Task statement: Please find all lines in the data that hold the string "confirmed" and copy them.

Collected data entries
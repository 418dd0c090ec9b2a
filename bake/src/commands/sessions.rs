//! Server-side session management.

use anyhow::{Context as _, Result};
use bake_core::auth::decode_claims;
use bake_core::client::UserSessionRecord;
use bake_core::store::CredentialStore;
use colored::Colorize;
use dialoguer::Confirm;

use super::Context;
use crate::cli::SessionsAction;
use crate::config::Config;

/// Handle sessions commands
pub async fn handle(action: SessionsAction, config: &Config) -> Result<()> {
    let ctx = Context::new(config)?;
    ctx.require_session().await?;

    match action {
        SessionsAction::List => list(&ctx).await,
        SessionsAction::Revoke { id } => revoke(&ctx, &id).await,
        SessionsAction::RevokeAll { yes } => revoke_all(&ctx, yes).await,
    }
}

async fn list(ctx: &Context) -> Result<()> {
    let sessions = ctx.client.list_sessions().await?;
    let current = current_session_id(ctx);

    if sessions.is_empty() {
        println!("No active sessions.");
        return Ok(());
    }

    println!("{}", "Active Sessions".bold());
    println!("{}", "─".repeat(60));
    for session in &sessions {
        print_session(session, current.as_deref() == Some(session.id.as_str()));
    }
    Ok(())
}

async fn revoke(ctx: &Context, id: &str) -> Result<()> {
    ctx.client.revoke_session(id).await?;
    println!("{} Session {} revoked", "✓".green(), id.yellow());

    if current_session_id(ctx).as_deref() == Some(id) {
        ctx.manager.logout();
        println!("  That was this session; you are now logged out.");
    }
    Ok(())
}

async fn revoke_all(ctx: &Context, yes: bool) -> Result<()> {
    if !yes {
        let confirmed = Confirm::new()
            .with_prompt("Revoke every session, including this one?")
            .default(false)
            .interact()
            .context("Failed to read confirmation")?;
        if !confirmed {
            println!("Cancelled.");
            return Ok(());
        }
    }

    ctx.client.revoke_all_sessions().await?;
    ctx.manager.logout();
    println!("{} All sessions revoked. You are now logged out.", "✓".green());
    Ok(())
}

/// Session ID carried by the stored credential
fn current_session_id(ctx: &Context) -> Option<String> {
    let credential = ctx.store.get().ok().flatten()?;
    decode_claims(&credential).ok()?.sid
}

fn print_session(session: &UserSessionRecord, current: bool) {
    let marker = if current { "*".green() } else { " ".normal() };
    println!("{} {}", marker, session.id.yellow());
    println!(
        "    Client: {}",
        session.user_agent.as_deref().unwrap_or("unknown")
    );
    println!(
        "    Address: {}",
        session.ip_address.as_deref().unwrap_or("unknown")
    );
    println!(
        "    Created: {}  Last used: {}",
        session.created_at.format("%Y-%m-%d %H:%M"),
        session.last_used_at.format("%Y-%m-%d %H:%M")
    );
}
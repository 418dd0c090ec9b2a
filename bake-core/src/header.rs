//! Shared `Authorization` default for outgoing requests.

use std::sync::{Arc, PoisonError, RwLock};

/// Process-wide slot holding the bearer credential attached to every request.
///
/// Cloning shares the slot. The session manager attaches and detaches the
/// credential; the transport reads it when building requests and detaches it
/// on a 401.
#[derive(Debug, Clone, Default)]
pub struct AuthHeader {
    slot: Arc<RwLock<Option<String>>>,
}

impl AuthHeader {
    pub fn new() -> Self {
        Self::default()
    }

    /// Attach a credential to all subsequent requests
    pub fn attach(&self, credential: &str) {
        let mut slot = self.slot.write().unwrap_or_else(PoisonError::into_inner);
        *slot = Some(credential.to_string());
    }

    /// Stop sending a credential
    pub fn detach(&self) {
        let mut slot = self.slot.write().unwrap_or_else(PoisonError::into_inner);
        *slot = None;
    }

    /// The attached credential, if any
    pub fn credential(&self) -> Option<String> {
        self.slot.read().unwrap_or_else(PoisonError::into_inner).clone()
    }

    pub fn is_attached(&self) -> bool {
        self.slot.read().unwrap_or_else(PoisonError::into_inner).is_some()
    }
}
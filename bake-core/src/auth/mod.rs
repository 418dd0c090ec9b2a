//! Authentication types for bake-core.
//!
//! Provides:
//! - The authenticated user record returned by `GET /users/me`
//! - Role based permission checks
//! - Non-cryptographic decoding of bearer credentials

mod credential;

pub use credential::{decode_claims, CredentialClaims};
#[cfg(test)]
pub(crate) use credential::encode_unsigned;

use serde::{Deserialize, Serialize};

/// Role tag that bypasses permission checks
pub const ADMIN_ROLE: &str = "admin";

/// Structured role attached to a user
#[derive(Debug, Clone, PartialEq, Serialize, Deserialize)]
pub struct RoleRecord {
    pub name: String,
    #[serde(default)]
    pub permissions: Vec<String>,
}

/// The currently logged-in identity
#[derive(Debug, Clone, PartialEq, Serialize, Deserialize)]
pub struct AuthenticatedUser {
    pub id: String,
    pub username: String,
    #[serde(default)]
    pub email: Option<String>,
    pub role: String,
    #[serde(default)]
    pub role_rel: Option<RoleRecord>,
    /// Configured session length; `None` (or 0) means the client default
    #[serde(default)]
    pub session_duration_minutes: Option<u32>,
    #[serde(default = "default_true")]
    pub is_active: bool,
    #[serde(default)]
    pub is_verified: bool,
}

fn default_true() -> bool {
    true
}

impl AuthenticatedUser {
    /// Check whether this user holds a permission.
    ///
    /// Admins hold every permission. Everyone else needs the name in their
    /// role's permission set.
    pub fn has_permission(&self, permission: &str) -> bool {
        if self.role == ADMIN_ROLE {
            return true;
        }

        self.role_rel
            .as_ref()
            .is_some_and(|role| role.permissions.iter().any(|p| p == permission))
    }

    /// Whether this user has the administrative role
    pub fn is_admin(&self) -> bool {
        self.role == ADMIN_ROLE
    }
}

/// Credential pair returned by `POST /token` and `POST /auth/refresh`
#[derive(Debug, Clone, Serialize, Deserialize)]
pub struct TokenResponse {
    pub access_token: String,
    #[serde(default = "default_token_type")]
    pub token_type: String,
}

fn default_token_type() -> String {
    "bearer".to_string()
}

/// Broadcast by the transport when any response carries a 401
#[derive(Debug, Clone, Copy, PartialEq, Eq)]
pub struct UnauthorizedNotice;

#[cfg(test)]
mod tests {
    use super::*;

    fn user(role: &str, permissions: Option<Vec<&str>>) -> AuthenticatedUser {
        AuthenticatedUser {
            id: "u-1".to_string(),
            username: "baker".to_string(),
            email: None,
            role: role.to_string(),
            role_rel: permissions.map(|perms| RoleRecord {
                name: "custom".to_string(),
                permissions: perms.into_iter().map(String::from).collect(),
            }),
            session_duration_minutes: None,
            is_active: true,
            is_verified: false,
        }
    }

    #[test]
    fn test_admin_has_every_permission() {
        let admin = user(ADMIN_ROLE, Some(vec![]));
        assert!(admin.is_admin());
        assert!(admin.has_permission("anything"));
        assert!(admin.has_permission("edit_recipe"));
    }

    #[test]
    fn test_role_permissions() {
        let editor = user("user", Some(vec!["edit_recipe"]));
        assert!(editor.has_permission("edit_recipe"));
        assert!(!editor.has_permission("delete_recipe"));

        let plain = user("user", None);
        assert!(!plain.has_permission("edit_recipe"));
    }

    #[test]
    fn test_user_deserializes_backend_shape() {
        let body = r#"{
            "id": "7f1c",
            "username": "baker",
            "email": "baker@example.com",
            "role": "user",
            "is_active": true,
            "is_verified": true,
            "role_id": "r1",
            "role_rel": {"id": "r1", "name": "Editors", "permissions": ["edit_recipe"], "user_count": 4},
            "session_duration_minutes": 60,
            "api_key": null
        }"#;

        let parsed: AuthenticatedUser = serde_json::from_str(body).unwrap();
        assert_eq!(parsed.username, "baker");
        assert_eq!(parsed.session_duration_minutes, Some(60));
        assert!(parsed.has_permission("edit_recipe"));
        assert!(parsed.is_verified);
    }

    #[test]
    fn test_user_minimal_shape() {
        let parsed: AuthenticatedUser =
            serde_json::from_str(r#"{"id": "1", "username": "x", "role": "user"}"#).unwrap();
        assert!(parsed.email.is_none());
        assert!(parsed.role_rel.is_none());
        assert!(parsed.session_duration_minutes.is_none());
        assert!(parsed.is_active);
    }

    #[test]
    fn test_token_response_default_type() {
        let token: TokenResponse = serde_json::from_str(r#"{"access_token": "abc"}"#).unwrap();
        assert_eq!(token.access_token, "abc");
        assert_eq!(token.token_type, "bearer");
    }
}
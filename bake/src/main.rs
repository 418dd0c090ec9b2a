//! bake - BakeAssist command-line client
//!
//! Logs in against the BakeAssist API and keeps the session alive with the
//! shared session lifecycle manager.

use anyhow::Result;
use clap::Parser;
use tracing_subscriber::{fmt, prelude::*, EnvFilter};

mod cli;
mod commands;
mod config;

use cli::{Cli, Commands};

#[tokio::main]
async fn main() -> Result<()> {
    // Initialize tracing
    tracing_subscriber::registry()
        .with(fmt::layer().with_writer(std::io::stderr))
        .with(
            EnvFilter::from_default_env()
                .add_directive("bake=info".parse()?)
                .add_directive("bake_core=info".parse()?),
        )
        .init();

    let cli = Cli::parse();

    // Load configuration
    let config = config::Config::load()?;

    // Execute command
    match cli.command {
        Commands::Auth(cmd) => commands::auth::handle(cmd.action, &config).await,
        Commands::Watch => commands::watch::execute(&config).await,
        Commands::Settings(cmd) => commands::settings::handle(cmd.action, &config).await,
        Commands::Sessions(cmd) => commands::sessions::handle(cmd.action, &config).await,
        Commands::Version => {
            println!("bake {}", env!("CARGO_PKG_VERSION"));
            Ok(())
        }
    }
}
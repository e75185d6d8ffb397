use anyhow::Result;
use rufh_server::{build_app, config, db, transport};
use std::{io::ErrorKind, sync::Arc};
use tokio::{fs, net::TcpListener};
use tracing_subscriber::EnvFilter;

#[tokio::main]
async fn main() -> Result<()> {
    // --- Logging setup ---
    tracing_subscriber::fmt()
        .with_env_filter(EnvFilter::from_default_env())
        .init();

    // --- Parse config + migrate flag ---
    let (cfg, migrate) = config::AppConfig::from_env_and_args()?;

    tracing::info!("Starting rufh-server with config: {:?}", cfg);

    // --- Ensure storage directories exist ---
    fs::create_dir_all(&cfg.storage_dir).await?;
    if let Some(parent) = sqlite_parent_dir(&cfg.database_url) {
        fs::create_dir_all(&parent).await?;
        tracing::debug!("Ensured database directory {}", parent);
    }

    // --- Initialize SQLite connection ---
    let pool = Arc::new(db::connect(&cfg.database_url, cfg.max_db_connections).await?);
    db::migrate(&pool).await?;

    // --- Handle migration mode ---
    if migrate {
        tracing::info!("Database migration complete.");
        return Ok(()); // exit after migration
    }

    // --- Build router ---
    let app = build_app(
        pool,
        cfg.storage_dir.clone(),
        &cfg.upload_path,
        cfg.public_base_url.clone(),
    );

    // --- Start server ---
    let addr = cfg.addr();
    let listener = match TcpListener::bind(&addr).await {
        Ok(listener) => listener,
        Err(err)
            if err.kind() == ErrorKind::PermissionDenied
                && matches!(cfg.host.as_str(), "0.0.0.0" | "::") =>
        {
            let fallback_addr = format!("127.0.0.1:{}", cfg.port);
            tracing::warn!(
                "Permission denied binding to {} ({}). Falling back to {}",
                addr,
                err,
                fallback_addr
            );
            TcpListener::bind(&fallback_addr).await?
        }
        Err(err) => return Err(err.into()),
    };

    tracing::info!(
        "Server listening on http://{}{}",
        listener.local_addr()?,
        cfg.upload_path
    );
    transport::serve(listener, app, async {
        if let Err(err) = tokio::signal::ctrl_c().await {
            tracing::error!("failed to listen for ctrl-c: {}", err);
            std::future::pending::<()>().await;
        }
    })
    .await?;

    Ok(())
}

/// Directory holding a file-backed SQLite database, if the URL names one.
fn sqlite_parent_dir(database_url: &str) -> Option<String> {
    let path = database_url
        .trim_start_matches("sqlite://")
        .trim_start_matches("sqlite:")
        .split('?')
        .next()?;
    if path.is_empty() || path.starts_with(":memory:") {
        return None;
    }
    let parent = std::path::Path::new(path).parent()?;
    let parent = parent.to_str()?;
    (!parent.is_empty()).then(|| parent.to_string())
}
//! Routes of the resumable upload service.
//!
//! ## Structure
//! - **Upload collection** (default `/uploads`)
//!   - `POST  {collection}`        -> create upload (interim `104` + `Location`)
//! - **Upload resource**
//!   - `HEAD  {collection}/{id}`   -> offset and completion state
//!   - `PATCH {collection}/{id}`   -> append at the stated offset
//!   - `GET   {collection}/{id}`   -> download a completed upload
//! - **Probes**
//!   - `GET /healthz`, `GET /readyz`

use crate::{
    handlers::{
        health_handlers::{healthz, readyz},
        upload_handlers::{create_upload, download_upload, resume_upload, upload_status},
    },
    state::AppState,
};
use axum::{
    Router,
    routing::{get, head, post},
};
use tower_http::trace::TraceLayer;

/// Build the router for the collection and resource paths carried by `state`.
pub fn routes(state: AppState) -> Router {
    let collection = if state.upload_path.is_empty() {
        "/".to_string()
    } else {
        state.upload_path.clone()
    };
    let resource = state.upload_resource("{id}");

    Router::new()
        .route("/healthz", get(healthz))
        .route("/readyz", get(readyz))
        .route(&collection, post(create_upload))
        .route(
            &resource,
            head(upload_status)
                .patch(resume_upload)
                .get(download_upload),
        )
        .layer(TraceLayer::new_for_http())
        .with_state(state)
}
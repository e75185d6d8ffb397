//! Core data models for the resumable upload service.
//!
//! Rows map to the `uploads` table via `sqlx::FromRow` and serialize as
//! JSON via `serde` for diagnostics.

pub mod upload;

Answer for the task:
        let confirmed = Confirm::new()
        if !confirmed {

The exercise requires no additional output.